MCRC's testimony follows:
Within the past fifteen years, corporations have moved towards requiring consumers to submit all legal claims to mandatory arbitration rather than having their day in court. Mandatory arbitration means that the consumer waives the right to sue or participate in a class action suit. The practice of mandatory arbitration has grown in every segment of the marketplace-home sales contracts, insurance companies, car rental companies, and car dealers.

Many employers now require employees to submit all claims (wage and hour, civil rights) to binding arbitration. When seeking medical treatment, patients are often required to sign mandatory arbitration clauses before receiving care. HMOs as well as hospitals use these clauses.

In short, mandatory arbitration binds the ways in which consumers seek redress with their employer, their health care provider, and with vendors who sell goods and services.
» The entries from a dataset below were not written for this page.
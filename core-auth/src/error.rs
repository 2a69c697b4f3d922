use thiserror::Error;

#[derive(Error, Debug)]
pub enum AuthError {
    #[error("Invalid credentials: {0}")]
    InvalidCredentials(String),

    #[error("Token refresh failed: {0}")]
    TokenRefreshFailed(String),

    #[error("Network error: {0}")]
    NetworkError(String),

    #[error("Authentication error: {0}")]
    Other(String),
}

pub type Result<T> = std::result::Result<T, AuthError>;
Yet, consumers have virtually no access to information about the arbitrations and the groups that perform arbitration.

This lack of information represents a market failure. Without access to information about arbitration firms and individual arbitrators, the consumer has no way to determine whether mandatory arbitration would resolve any claims in an unbiased manner.

Corporations often contract with private arbitration firms and individual arbitrators to settle disputes. Not surprisingly, the firms and individuals develop close working relationships. Using California data, Public Citizen found that 90 percent of cases were funneled to about two dozen arbitrators. Another study by Center for Responsible Lending showed that the heavy repeat arbitrators were much more likely to rule for the lender.

The relationship between arbitrators and the firms that hire them call into question the fundamental fairness of mandatory arbitration.

Providing consumers with basic information about arbitration firms and individuals helps to level the playing field a bit. Corporations that require mandatory arbitration have this information available to them. Consumers should have the access to the same information as firms including: how many consumer arbitrations has an arbitrator handled, how often did the company prevail, the consumer, what was the average award, how many class arbitrations allowed, etc.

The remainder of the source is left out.